The one I use the most is their offline translation. I don’t have to send my data to Google Translate.
My sister (blind) uses the new screen reader stuff a lot.
Mozilla is certainly adding good AI features, but the chatbot integration isn’t something I have much use for.
Translation and screen reader have been a solved thing for a while, no “AI” browser necessary. I’m all for nice features, but bolting in a chat bot that phones home with activity data ain’t one of them.
You reminded me that one use for AI I’d really like is removing all photos of Trump, Musk and Putin from my screen. Another is filtering the twenty reposts of every event in US politics and the incessant whining about prices. Alas, I need these in phone apps more than the browser.
I would use it to block all the people whining about AI
you don’t even need AI for that and can do it on your phone. Piefeed for example asks you when initially setting up an account “Hey do you want to see stuff about Trump, Musk, etc? no? cool we won’t show you that” and that’s it. works great.
What indicates that Piefed does this on the client side?
I’d like a AI feature that bounces back on any ads or intrusive crap including propaganda. But AI is being pushed by the same people so if it happens it won’t be genuine and it will just evolve to give the illusion of not being pushed.
FF, any browser, any social media platform , I can select ‘I don’t wanna see this’ or go adjust settings to disable but nah, an update later and it’s back, or it comes back under another form.
It’s still manipulation. And I can’t trust it to manipulate ever.
You don’t need LLMs for that. An iPhone is plenty powerful enough for image recognition and text classification.

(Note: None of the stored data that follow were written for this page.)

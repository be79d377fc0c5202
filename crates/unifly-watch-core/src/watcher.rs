// ── Watch loop ──
//
// One poll / reconcile / sweep / sleep cycle at a time. The watcher owns
// its store connection, known-id cache and controller session; nothing
// is shared, so nothing is locked.
//
// Failure routing:
// - failed or malformed listing  -> recovery delay, reconnect, next cycle
// - any other error in a cycle   -> log, optional notification, then
//                                   fatal (`exit_on_error`) or reconnect
// - notification delivery errors -> logged and dropped

use std::collections::HashSet;

use tracing::{debug, error, info, warn};

use crate::config::{NotificationService, WatchConfig};
use crate::error::WatchError;
use crate::message;
use crate::model::{ClientRecord, KnownIds};
use crate::notify::Notifier;
use crate::reconcile::reconcile;
use crate::source::{ClientSource, SnapshotOutcome};
use crate::store::DeviceStore;

/// Phase the watcher is in (or last entered).
#[derive(Debug, Clone, Copy, PartialEq, Eq)]
pub enum WatchState {
    Connecting,
    Polling,
    Reconciling,
    Sweeping,
    BackingOff,
    Fatal,
}

/// How a single cycle ended.
#[derive(Debug, Clone, Copy, PartialEq, Eq)]
pub enum CycleOutcome {
    /// A snapshot was reconciled (and swept, when eviction is on).
    Reconciled {
        notified: usize,
        remembered: usize,
        removed: usize,
    },
    /// The controller reported no clients; nothing was reconciled.
    NoDevices,
    /// The listing failed or was malformed; the session was rebuilt.
    Recovered,
    /// The cycle hit an error and a reconnect was attempted.
    Failed,
}

pub struct Watcher<S: ClientSource, N: Notifier> {
    config: WatchConfig,
    source: S,
    notifier: N,
    store: DeviceStore,
    known: KnownIds,
    session: Option<S::Session>,
    state: WatchState,
}

impl<S: ClientSource, N: Notifier> Watcher<S, N> {
    /// Build a watcher and load the known-id cache from `store` and the seed list.
    pub fn new(
        config: WatchConfig,
        source: S,
        notifier: N,
        store: DeviceStore,
    ) -> Result<Self, WatchError> {
        let known = store.load_known_ids(&config.known_ids)?;
        info!(known = known.len(), "loaded known devices");
        Ok(Self {
            config,
            source,
            notifier,
            store,
            known,
            session: None,
            state: WatchState::Connecting,
        })
    }

    pub fn state(&self) -> WatchState {
        self.state
    }

    pub fn known_ids(&self) -> &KnownIds {
        &self.known
    }

    pub fn store(&self) -> &DeviceStore {
        &self.store
    }

    pub fn is_connected(&self) -> bool {
        self.session.is_some()
    }

    /// Connect, then cycle forever. Returns only with [`WatchError::Fatal`].
    pub async fn run(&mut self) -> Result<(), WatchError> {
        self.connect().await?;
        loop {
            self.run_cycle().await?;
            debug!(
                secs = self.config.poll_interval.as_secs(),
                "checking again after poll interval"
            );
            tokio::time::sleep(self.config.poll_interval).await;
        }
    }

    /// Establish a controller session.
    ///
    /// A failure is logged and optionally notified. It is only returned
    /// (as `Fatal`) when `exit_on_error` is set; otherwise the watcher
    /// stays unconnected and the next cycle takes the error path.
    pub async fn connect(&mut self) -> Result<(), WatchError> {
        self.state = WatchState::Connecting;
        match self.source.connect().await {
            Ok(session) => {
                self.session = Some(session);
                info!("connected to controller");
                Ok(())
            }
            Err(err) => {
                error!(error = %err, "could not connect to controller");
                self.escalate("Could not connect to the controller.", &err)
                    .await
            }
        }
    }

    /// Log out of the controller, if connected.
    pub async fn shutdown(&mut self) {
        if let Some(session) = self.session.take() {
            self.source.disconnect(session).await;
            info!("disconnected from controller");
        }
    }

    /// Run one cycle. `Err` is always [`WatchError::Fatal`].
    pub async fn run_cycle(&mut self) -> Result<CycleOutcome, WatchError> {
        match self.poll().await {
            Ok(outcome) => Ok(outcome),
            Err(err) if err.is_fatal() => Err(err),
            Err(err) => self.back_off(err).await,
        }
    }

    async fn poll(&mut self) -> Result<CycleOutcome, WatchError> {
        self.state = WatchState::Polling;
        let Some(session) = self.session.as_ref() else {
            return Err(WatchError::not_connected());
        };

        match self.source.list_clients(session).await {
            SnapshotOutcome::Clients(clients) => self.process(&clients).await,
            SnapshotOutcome::Empty => {
                info!("no devices currently connected to the network");
                Ok(CycleOutcome::NoDevices)
            }
            SnapshotOutcome::Malformed { reason } => {
                warn!(%reason, "controller returned a malformed client list");
                self.recover().await
            }
            SnapshotOutcome::RequestFailed(err) => {
                warn!(error = %err, "client listing failed");
                self.recover().await
            }
        }
    }

    /// Reconcile a non-empty snapshot, then sweep if eviction is enabled.
    async fn process(&mut self, clients: &[ClientRecord]) -> Result<CycleOutcome, WatchError> {
        self.state = WatchState::Reconciling;
        let decision = reconcile(clients, &mut self.known, &self.config);

        if decision.notifications.is_empty() {
            info!(clients = clients.len(), "no new devices found on the network");
        }
        for request in &decision.notifications {
            info!(channel = %request.channel, "sending device notification");
            deliver(&self.notifier, request.channel, &request.message).await;
        }
        for (i, device) in decision.newly_known.iter().enumerate() {
            if let Err(e) = self
                .store
                .remember(&device.id, &device.display_name, &device.host_name)
            {
                // Unsaved ids must stay unknown so the next cycle retries them.
                for unsaved in &decision.newly_known[i..] {
                    self.known.remove(&unsaved.id);
                }
                return Err(e);
            }
            info!(device_id = %device.id, name = %device.display_name, "remembered new device");
        }

        let removed = if self.config.remove_old_devices {
            self.sweep(clients).await?
        } else {
            0
        };

        Ok(CycleOutcome::Reconciled {
            notified: decision.notifications.len(),
            remembered: decision.newly_known.len(),
            removed,
        })
    }

    async fn sweep(&mut self, clients: &[ClientRecord]) -> Result<usize, WatchError> {
        self.state = WatchState::Sweeping;
        let current: HashSet<String> = clients
            .iter()
            .map(|c| c.canonical_id(self.config.id_source).to_owned())
            .collect();

        let report = self
            .store
            .sweep_absences(&current, self.config.removal_grace)?;
        for id in &report.returned {
            info!(device_id = %id, "device is back on the network");
        }
        if !report.is_quiet() {
            debug!(
                returned = report.returned.len(),
                pending = report.pending_removal.len(),
                removed = report.removed.len(),
                "absence sweep finished"
            );
        }
        if self.config.notify_on_removal {
            let channel = self.config.notification_service;
            for device in &report.removed {
                deliver(
                    &self.notifier,
                    channel,
                    &message::device_removed(device, channel),
                )
                .await;
            }
        }

        self.known = self.store.load_known_ids(&self.config.known_ids)?;
        debug!(known = self.known.len(), "reloaded known devices after sweep");
        Ok(report.removed.len())
    }

    /// Listing failed: wait out the recovery delay and rebuild the session.
    async fn recover(&mut self) -> Result<CycleOutcome, WatchError> {
        self.state = WatchState::BackingOff;
        info!(
            secs = self.config.recovery_delay.as_secs(),
            "waiting before reconnecting"
        );
        tokio::time::sleep(self.config.recovery_delay).await;
        self.reconnect().await?;
        Ok(CycleOutcome::Recovered)
    }

    /// Generic error path for a cycle.
    async fn back_off(&mut self, err: WatchError) -> Result<CycleOutcome, WatchError> {
        self.state = WatchState::BackingOff;
        error!(error = %err, "watch cycle failed");
        self.escalate("An error occurred while checking for devices.", &err)
            .await?;
        self.reconnect().await?;
        Ok(CycleOutcome::Failed)
    }

    async fn reconnect(&mut self) -> Result<(), WatchError> {
        if let Some(session) = self.session.take() {
            self.source.disconnect(session).await;
        }
        info!("reconnecting to controller");
        self.connect().await
    }

    /// Notify about `err` if configured; turn it fatal if `exit_on_error`.
    async fn escalate(&mut self, context: &str, err: &WatchError) -> Result<(), WatchError> {
        if self.config.notify_on_error {
            let channel = self.config.notification_service;
            deliver(
                &self.notifier,
                channel,
                &message::watcher_error(context, &err.to_string(), channel),
            )
            .await;
        }
        if self.config.exit_on_error {
            self.state = WatchState::Fatal;
            error!("exit_on_error is set, stopping");
            return Err(WatchError::Fatal {
                reason: format!("{context} {err}"),
            });
        }
        Ok(())
    }
}

/// Best-effort delivery: failures are logged and dropped.
async fn deliver<N: Notifier>(notifier: &N, channel: NotificationService, message: &str) {
    if let Err(e) = notifier.send(message, channel).await {
        warn!(%channel, error = %e, "notification delivery failed");
    }
}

That’s sorta the funny thing about AI. There’s tons of potential, but it’s just unimplemented. Even on PC, you pretty much have to have some Nvidia GPU and fight pip setting up python repos to get anything working.
That stuff is commonly included in the AI umbrella.
Eh, I draw a distinction between oldschool visual recognition and matching some keywords, versus full-blown LLMs. I used ‘AI’ to mean the latter in my comment above, as intended by the post itself. I also have doubts about the effectiveness of the older approaches in regard to the uses that I mentioned.
Right right. If they had real innovation, they would have defined it clearly as you suggested. But they didn’t, so they don’t. It’s all snake oil, again, because that’s the entire AI industry.
The term snake oil is actually especially fitting for this, due to its origins.
In Britain in the 1700s there was a somewhat common recommendation for using rattlesnake oil from the fat of the snake for skin diseases/rheumatism. The efficacy is debated but it’s got some amount of potential for change (if not help).
This turned into people in the US selling mineral oil as “snake oil” as a total panacea. So a product that actually could do stuff being used as the poster child for a completely useless product that can solve every issue ever, buy as much as you can today.
Snake oil indeed.
So, nothing.
Yeah, basically a nothingburger.
Can’t wait to power browse.
Are we goong to get power browse or drunk browse?
The last feature is the mildly interesting one, but in my experience just not useful enough to do much, even on specific browsing finetunes or augmented APIs.
I guess shake to summarize is mildly interesting, but not really? I simply can’t trust it. And I can just paste the (much more concise) relevant text into a chat window and get a much better answer.
I agree. They’re quite vague about what the feature would actually do, and I have a hard time believing that I would use it.
I think it would probably be wiser spending time and effort on other things (like a really good built-in Dark mode or better memory management), but I don’t fault them for experimenting. Worst case scenario they make something that sucks and either remove it later, or you can fork it off.
… I feel I have an idea of what this means, but it still breaks my brain just a little bit.